Purpose
To assess a single site’s initial experience with SMILE for the treatment of myopic astigmatism and compare outcomes and vector analysis results with the US Food and Drug Administration (FDA) results and published literature.
Patients and Methods
Forty-eight eyes (29 patients) with mean preoperative sphere of −5.11 ± 1.31 diopters (D) and cylinder of −1.12 ± 0.60 D underwent SMILE. Visual acuity, refractive, and vector analysis outcomes as well as subjective measures were reported at three and twelve months postoperatively and compared with FDA results and the published literature between 2014 and 2020 involving treatment of patients with mean cylinders of >−0.50 to ≤−3.00 D.
Results
At three and twelve months, 43 and 32 eyes were evaluated, respectively.

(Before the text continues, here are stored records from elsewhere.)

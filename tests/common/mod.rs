#![allow(dead_code)]

use activity_logger::libs::bounds_store::BoundsStore;
use activity_logger::libs::event::{self, AppEvent, EventReceiver, EventSender};
use activity_logger::libs::schedule::{NotificationMode, ScheduleConfig};
use activity_logger::libs::scheduler::{Clock, ScheduleEngine};
use activity_logger::libs::session::SessionCoordinator;
use activity_logger::libs::shell::{Bounds, PersistedWindowState, Shell, ShellError, TrayHandle, TrayItem, WindowHandle, WindowOptions};
use activity_logger::libs::windows::{WindowManager, WindowRole};
use chrono::{NaiveDate, NaiveDateTime};
use parking_lot::{Mutex, MutexGuard};
use std::collections::HashMap;
use std::sync::Arc;
use std::time::Duration;
use tokio::time;

/// Everything the core asked the shell to do, in order.
#[derive(Debug, Clone, PartialEq)]
pub enum Call {
    Create {
        window: WindowHandle,
        role: WindowRole,
        options: WindowOptions,
    },
    Navigate(WindowHandle, String),
    Close(WindowHandle),
    Focus(WindowHandle),
    SetBounds(WindowHandle, Bounds),
    Maximize(WindowHandle),
    Unmaximize(WindowHandle),
    Minimize(WindowHandle),
    Notify { title: String, body: String },
    CreateTray { tooltip: String, labels: Vec<String> },
    DestroyTray(u64),
    Quit,
}

#[derive(Debug, Default)]
pub struct ShellState {
    pub calls: Vec<Call>,
    pub fail_create: bool,
    next_id: u64,
    live: HashMap<WindowHandle, WindowRole>,
    trays: Vec<u64>,
}

/// Recording [`Shell`]. Clones share state, so a test keeps one clone and
/// hands the other to the window manager.
#[derive(Debug, Clone, Default)]
pub struct FakeShell {
    state: Arc<Mutex<ShellState>>,
}

impl FakeShell {
    pub fn new() -> Self {
        Self::default()
    }

    pub fn state(&self) -> MutexGuard<'_, ShellState> {
        self.state.lock()
    }

    pub fn set_fail_create(&self, fail: bool) {
        self.state.lock().fail_create = fail;
    }

    pub fn calls(&self) -> Vec<Call> {
        self.state.lock().calls.clone()
    }

    pub fn clear_calls(&self) {
        self.state.lock().calls.clear();
    }

    /// Roles with a window the shell still considers alive.
    pub fn live_roles(&self) -> Vec<WindowRole> {
        let mut roles: Vec<_> = self.state.lock().live.values().copied().collect();
        roles.sort_by_key(|role| role.as_str());
        roles
    }

    pub fn live_handle(&self, role: WindowRole) -> Option<WindowHandle> {
        self.state.lock().live.iter().find(|(_, r)| **r == role).map(|(handle, _)| *handle)
    }

    pub fn created(&self, role: WindowRole) -> usize {
        self.state
            .lock()
            .calls
            .iter()
            .filter(|call| matches!(call, Call::Create { role: r, .. } if *r == role))
            .count()
    }

    pub fn last_options(&self, role: WindowRole) -> Option<WindowOptions> {
        self.state.lock().calls.iter().rev().find_map(|call| match call {
            Call::Create { role: r, options, .. } if *r == role => Some(options.clone()),
            _ => None,
        })
    }

    pub fn notifications(&self) -> Vec<String> {
        self.state
            .lock()
            .calls
            .iter()
            .filter_map(|call| match call {
                Call::Notify { body, .. } => Some(body.clone()),
                _ => None,
            })
            .collect()
    }

    pub fn live_trays(&self) -> usize {
        self.state.lock().trays.len()
    }
}

impl Shell for FakeShell {
    fn create_window(&mut self, role: WindowRole, options: &WindowOptions) -> Result<WindowHandle, ShellError> {
        let mut state = self.state.lock();
        if state.fail_create {
            return Err(ShellError::DisplayUnavailable);
        }
        state.next_id += 1;
        let window = WindowHandle(state.next_id);
        state.live.insert(window, role);
        state.calls.push(Call::Create {
            window,
            role,
            options: options.clone(),
        });
        Ok(window)
    }

    fn navigate(&mut self, window: WindowHandle, route: &str) {
        self.state.lock().calls.push(Call::Navigate(window, route.to_string()));
    }

    fn close_window(&mut self, window: WindowHandle) {
        let mut state = self.state.lock();
        state.live.remove(&window);
        state.calls.push(Call::Close(window));
    }

    fn focus_window(&mut self, window: WindowHandle) {
        self.state.lock().calls.push(Call::Focus(window));
    }

    fn set_bounds(&mut self, window: WindowHandle, bounds: Bounds) {
        self.state.lock().calls.push(Call::SetBounds(window, bounds));
    }

    fn maximize(&mut self, window: WindowHandle) {
        self.state.lock().calls.push(Call::Maximize(window));
    }

    fn unmaximize(&mut self, window: WindowHandle) {
        self.state.lock().calls.push(Call::Unmaximize(window));
    }

    fn minimize(&mut self, window: WindowHandle) {
        self.state.lock().calls.push(Call::Minimize(window));
    }

    fn notify(&mut self, title: &str, body: &str) {
        self.state.lock().calls.push(Call::Notify {
            title: title.to_string(),
            body: body.to_string(),
        });
    }

    fn create_tray(&mut self, tooltip: &str, items: &[TrayItem]) -> Result<TrayHandle, ShellError> {
        let mut state = self.state.lock();
        state.next_id += 1;
        let id = state.next_id;
        state.trays.push(id);
        state.calls.push(Call::CreateTray {
            tooltip: tooltip.to_string(),
            labels: items.iter().map(|item| item.label.clone()).collect(),
        });
        Ok(TrayHandle(id))
    }

    fn destroy_tray(&mut self, tray: TrayHandle) {
        let mut state = self.state.lock();
        state.trays.retain(|id| *id != tray.0);
        state.calls.push(Call::DestroyTray(tray.0));
    }

    fn quit(&mut self) {
        self.state.lock().calls.push(Call::Quit);
    }
}

/// In-memory [`BoundsStore`] shared between clones.
#[derive(Debug, Clone, Default)]
pub struct MemoryBoundsStore {
    saved: Arc<Mutex<HashMap<WindowRole, PersistedWindowState>>>,
}

impl MemoryBoundsStore {
    pub fn saved(&self, role: WindowRole) -> Option<PersistedWindowState> {
        self.saved.lock().get(&role).copied()
    }
}

impl BoundsStore for MemoryBoundsStore {
    fn get(&self, role: WindowRole) -> Option<PersistedWindowState> {
        self.saved(role)
    }

    fn set(&mut self, role: WindowRole, state: &PersistedWindowState) {
        self.saved.lock().insert(role, *state);
    }
}

/// Wall clock pinned by the test.
#[derive(Debug, Clone)]
pub struct FixedClock {
    now: Arc<Mutex<NaiveDateTime>>,
}

impl FixedClock {
    pub fn at(now: NaiveDateTime) -> Self {
        Self {
            now: Arc::new(Mutex::new(now)),
        }
    }

    pub fn set(&self, now: NaiveDateTime) {
        *self.now.lock() = now;
    }
}

impl Clock for FixedClock {
    fn now(&self) -> NaiveDateTime {
        *self.now.lock()
    }
}

/// 2025-01-15 is a Wednesday.
pub fn wednesday_at(hour: u32, minute: u32) -> NaiveDateTime {
    NaiveDate::from_ymd_opt(2025, 1, 15).unwrap().and_hms_opt(hour, minute, 0).unwrap()
}

/// Every minute on Wednesdays between 08:00 and 22:00, prompts stay 10 s.
pub fn every_minute_on_wednesday() -> ScheduleConfig {
    ScheduleConfig {
        question_interval: 1,
        start_time: "08:00".into(),
        end_time: "22:00".into(),
        always_on: false,
        week_days: vec!["wednesday".into()],
        question_screen_time: 10,
        notification_mode: NotificationMode::Popup,
    }
}

pub const POLL: Duration = Duration::from_secs(1);

pub fn window_manager(shell: &FakeShell, store: &MemoryBoundsStore) -> WindowManager {
    WindowManager::new(Box::new(shell.clone()), Box::new(store.clone()))
}

pub fn engine(clock: &FixedClock, events: EventSender) -> ScheduleEngine {
    ScheduleEngine::new(Box::new(clock.clone()), events, POLL, "Activity Logger")
}

/// A coordinator wired to fakes, plus handles to inspect them.
pub struct Harness {
    pub shell: FakeShell,
    pub store: MemoryBoundsStore,
    pub clock: FixedClock,
    pub coordinator: SessionCoordinator,
    pub events: EventSender,
    pub rx: EventReceiver,
}

impl Harness {
    pub fn new() -> Self {
        let shell = FakeShell::new();
        let store = MemoryBoundsStore::default();
        let clock = FixedClock::at(wednesday_at(12, 0));
        let (events, rx) = event::channel();
        let coordinator = SessionCoordinator::new(window_manager(&shell, &store), engine(&clock, events.clone()));
        Self {
            shell,
            store,
            clock,
            coordinator,
            events,
            rx,
        }
    }

    /// Handles queued and timer-generated events for `duration` of (paused) time.
    pub async fn run_for(&mut self, duration: Duration) {
        let coordinator = &mut self.coordinator;
        drive_for(&mut self.rx, duration, |event| {
            let _ = coordinator.handle(event);
        })
        .await;
    }
}

/// Feeds events to `handle` until `duration` has elapsed.
pub async fn drive_for<F: FnMut(AppEvent)>(rx: &mut EventReceiver, duration: Duration, mut handle: F) {
    let deadline = time::Instant::now() + duration;
    loop {
        tokio::select! {
            biased;
            event = rx.recv() => match event {
                Some(event) => handle(event),
                None => break,
            },
            _ = time::sleep_until(deadline) => break,
        }
    }
}
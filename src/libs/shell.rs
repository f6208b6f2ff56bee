//! Shell capabilities the core drives: windows, notifications and the tray.
//!
//! The [`Shell`] trait is the only place where the core touches a display
//! surface. Every call is fire-and-forget except window and tray creation,
//! which can fail when no display surface is available. Geometry flows back
//! into the core as [`WindowEvent`](crate::libs::event::WindowEvent)s through
//! the control loop, never through return values.
//!
//! Two implementations exist: the line-delimited JSON bridge used by the
//! binary ([`StdioShell`](crate::libs::stdio_shell::StdioShell)) and the
//! recording fake used by the integration tests.

use crate::libs::windows::WindowRole;
use serde::{Deserialize, Serialize};
use thiserror::Error;

/// Failures a shell can report. Only window creation surfaces them to callers.
#[derive(Debug, Error, Clone, PartialEq, Eq)]
pub enum ShellError {
    #[error("no display surface is available")]
    DisplayUnavailable,
    #[error("window '{role}' could not be created: {reason}")]
    WindowCreation { role: WindowRole, reason: String },
    #[error("tray icon could not be created: {0}")]
    Tray(String),
}

/// Opaque reference to a live window.
///
/// Handles are plain ids: a handle kept past the window's close is inert,
/// since every operation resolves it through the window manager's role map.
#[derive(Debug, Clone, Copy, PartialEq, Eq, Hash, Serialize, Deserialize)]
#[serde(transparent)]
pub struct WindowHandle(pub u64);

/// Handle of the tray icon. Not `Clone`: destroying the tray consumes it.
#[derive(Debug, PartialEq, Eq)]
pub struct TrayHandle(pub u64);

#[derive(Debug, Clone, Copy, PartialEq, Eq, Default, Serialize, Deserialize)]
pub struct Bounds {
    pub x: i32,
    pub y: i32,
    pub width: u32,
    pub height: u32,
}

#[derive(Debug, Clone, Copy, PartialEq, Eq, Serialize, Deserialize)]
pub struct Size {
    pub width: u32,
    pub height: u32,
}

impl Size {
    pub const fn new(width: u32, height: u32) -> Self {
        Self { width, height }
    }
}

/// Geometry snapshot of a window: its normal bounds and whether it is maximized.
///
/// When the window is maximized, `bounds` holds the restored (normal) bounds so
/// that un-maximizing after a restart lands where the user left it.
#[derive(Debug, Clone, Copy, PartialEq, Eq, Serialize, Deserialize)]
pub struct PersistedWindowState {
    pub bounds: Bounds,
    #[serde(default)]
    pub maximized: bool,
}

/// Creation options for a window.
#[derive(Debug, Clone, PartialEq, Eq, Serialize)]
#[serde(rename_all = "camelCase")]
pub struct WindowOptions {
    pub width: u32,
    pub height: u32,
    #[serde(skip_serializing_if = "Option::is_none")]
    pub x: Option<i32>,
    #[serde(skip_serializing_if = "Option::is_none")]
    pub y: Option<i32>,
    #[serde(skip_serializing_if = "Option::is_none")]
    pub min_size: Option<Size>,
    #[serde(skip_serializing_if = "Option::is_none")]
    pub max_size: Option<Size>,
    pub resizable: bool,
    pub maximizable: bool,
    pub frame: bool,
    pub transparent: bool,
    pub auto_hide_menu_bar: bool,
}

impl WindowOptions {
    /// Frameless, transparent, resizable window of the given size.
    pub fn new(width: u32, height: u32) -> Self {
        Self {
            width,
            height,
            x: None,
            y: None,
            min_size: None,
            max_size: None,
            resizable: true,
            maximizable: true,
            frame: false,
            transparent: true,
            auto_hide_menu_bar: true,
        }
    }

    pub fn min_size(mut self, width: u32, height: u32) -> Self {
        self.min_size = Some(Size::new(width, height));
        self
    }

    pub fn max_size(mut self, width: u32, height: u32) -> Self {
        self.max_size = Some(Size::new(width, height));
        self
    }

    pub fn fixed_size(mut self) -> Self {
        self.resizable = false;
        self
    }

    pub fn not_maximizable(mut self) -> Self {
        self.maximizable = false;
        self
    }

    /// Applies saved geometry as initial geometry.
    ///
    /// Saved width/height replace the defaults but are clamped into the
    /// min/max constraints; a zero dimension keeps the default.
    pub fn with_restored(mut self, state: &PersistedWindowState) -> Self {
        let bounds = state.bounds;
        if bounds.width > 0 {
            self.width = clamp_dimension(bounds.width, self.min_size.map(|s| s.width), self.max_size.map(|s| s.width));
        }
        if bounds.height > 0 {
            self.height = clamp_dimension(bounds.height, self.min_size.map(|s| s.height), self.max_size.map(|s| s.height));
        }
        self.x = Some(bounds.x);
        self.y = Some(bounds.y);
        self
    }
}

fn clamp_dimension(value: u32, min: Option<u32>, max: Option<u32>) -> u32 {
    let value = min.map_or(value, |min| value.max(min));
    max.map_or(value, |max| value.min(max))
}

/// Bounds of a `size` rectangle centered in a work area anchored at the origin.
pub fn center_in(work_area: Size, size: Size) -> Bounds {
    let x = (i64::from(work_area.width) - i64::from(size.width)).div_euclid(2);
    let y = (i64::from(work_area.height) - i64::from(size.height)).div_euclid(2);
    Bounds {
        x: x as i32,
        y: y as i32,
        width: size.width,
        height: size.height,
    }
}

/// Action bound to a tray menu entry.
#[derive(Debug, Clone, Copy, PartialEq, Eq, Serialize, Deserialize)]
#[serde(rename_all = "lowercase")]
pub enum TrayAction {
    Interface,
    Settings,
    Logout,
    Exit,
}

#[derive(Debug, Clone, PartialEq, Eq, Serialize)]
pub struct TrayItem {
    pub label: String,
    pub action: TrayAction,
}

/// Display-surface capabilities consumed by the core.
pub trait Shell {
    /// Creates a window. Failure means the display surface cannot host it.
    fn create_window(&mut self, role: WindowRole, options: &WindowOptions) -> Result<WindowHandle, ShellError>;
    /// Points a freshly created window at a view route.
    fn navigate(&mut self, window: WindowHandle, route: &str);
    fn close_window(&mut self, window: WindowHandle);
    fn focus_window(&mut self, window: WindowHandle);
    fn set_bounds(&mut self, window: WindowHandle, bounds: Bounds);
    fn maximize(&mut self, window: WindowHandle);
    fn unmaximize(&mut self, window: WindowHandle);
    fn minimize(&mut self, window: WindowHandle);
    fn notify(&mut self, title: &str, body: &str);
    fn create_tray(&mut self, tooltip: &str, items: &[TrayItem]) -> Result<TrayHandle, ShellError>;
    fn destroy_tray(&mut self, tray: TrayHandle);
    /// Asks the shell process to terminate.
    fn quit(&mut self);
}

#[cfg(test)]
mod tests {
    use super::*;

    #[test]
    fn restored_bounds_override_defaults() {
        let state = PersistedWindowState {
            bounds: Bounds { x: 40, y: 60, width: 640, height: 480 },
            maximized: false,
        };
        let options = WindowOptions::new(1000, 800).min_size(491, 300).with_restored(&state);
        assert_eq!((options.width, options.height), (640, 480));
        assert_eq!((options.x, options.y), (Some(40), Some(60)));
    }

    #[test]
    fn restored_bounds_respect_constraints() {
        let state = PersistedWindowState {
            bounds: Bounds { x: 0, y: 0, width: 900, height: 100 },
            maximized: false,
        };
        let options = WindowOptions::new(286, 214).min_size(208, 214).max_size(286, 214).with_restored(&state);
        assert_eq!((options.width, options.height), (286, 214));
    }

    #[test]
    fn zero_dimensions_keep_defaults() {
        let state = PersistedWindowState {
            bounds: Bounds { x: 5, y: 5, width: 0, height: 0 },
            maximized: true,
        };
        let options = WindowOptions::new(310, 193).with_restored(&state);
        assert_eq!((options.width, options.height), (310, 193));
    }

    #[test]
    fn centers_in_work_area() {
        let bounds = center_in(Size::new(1920, 1040), Size::new(1000, 439));
        assert_eq!(bounds, Bounds { x: 460, y: 300, width: 1000, height: 439 });
    }

    #[test]
    fn centering_larger_than_area_floors_negative() {
        let bounds = center_in(Size::new(800, 600), Size::new(1001, 697));
        assert_eq!((bounds.x, bounds.y), (-101, -49));
    }
}
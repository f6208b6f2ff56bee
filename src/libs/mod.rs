//! Core library modules.
//!
//! - **Core**: `schedule`, `scheduler`, `windows`, `session`
//! - **Shell**: `shell` (capability trait), `stdio_shell` (JSON bridge), `event`
//! - **Infrastructure**: `host`, `config`, `data_storage`, `bounds_store`, `messages`
//! - **System Integration**: `autostart`

pub mod autostart;
pub mod bounds_store;
pub mod config;
pub mod data_storage;
pub mod event;
pub mod host;
pub mod messages;
pub mod schedule;
pub mod scheduler;
pub mod session;
pub mod shell;
pub mod stdio_shell;
pub mod windows;
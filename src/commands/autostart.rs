//! Start-at-login management command.

use crate::libs::{autostart, messages::Message};
use crate::msg_print;
use anyhow::Result;
use clap::{Args, Subcommand};

#[derive(Debug, Args)]
pub struct AutostartArgs {
    #[command(subcommand)]
    command: AutostartCommand,
}

#[derive(Debug, Subcommand)]
enum AutostartCommand {
    /// Start Activity Logger when you log in
    ///
    /// Linux writes an XDG autostart entry, macOS a LaunchAgent and
    /// Windows a value under the current user's Run key.
    Enable,

    /// Stop starting Activity Logger at login
    Disable,

    /// Show whether autostart is registered
    Status,
}

/// # Examples
///
/// ```bash
/// activity-logger autostart enable
/// activity-logger autostart status
/// activity-logger autostart disable
/// ```
pub fn cmd(args: AutostartArgs) -> Result<()> {
    match args.command {
        AutostartCommand::Enable => autostart::enable(),
        AutostartCommand::Disable => autostart::disable(),
        AutostartCommand::Status => {
            let status = autostart::status()?;
            msg_print!(Message::AutostartStatus(status));
            Ok(())
        }
    }
}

At twelve months, mean cylinder power was reduced to −0.38 ± 0.38 D with 78.1% achieving ≤±0.50 D. Uncorrected distance visual acuity (UDVA) ≥20/20 was achieved in 77.4% of eyes by twelve months with 100% achieving ≥20/30 UDVA. No loss of corrected distance visual acuity was observed in eyes seen at twelve months. Correction index (CI) at twelve months was 0.90 indicating overall undercorrection of 10%. Twelve-month CI was 0.96, 0.90, and 0.83 in eyes with preoperative cylinders of <−1.00 D, ≥−1.00 to <−2.00 D, and ≥−2.00 D, respectively. Mean angle of error was −1.58 ± 11.61° ranging from −24.22° to 37.75°.
Conclusion
We found SMILE to be an effective and safe means of achieving spectacle independence and improving visual acuity in patients with myopic astigmatism. SMILE has the potential for improved clinical outcomes with better nomogram guidance and advancements in technique. However, surgeons must be aware of the potential for undercorrection in with-the-rule astigmatism and at higher preoperative cylinders and as well as the potential for overcorrection in against-the-rule and lower preoperative cylinder astigmatism.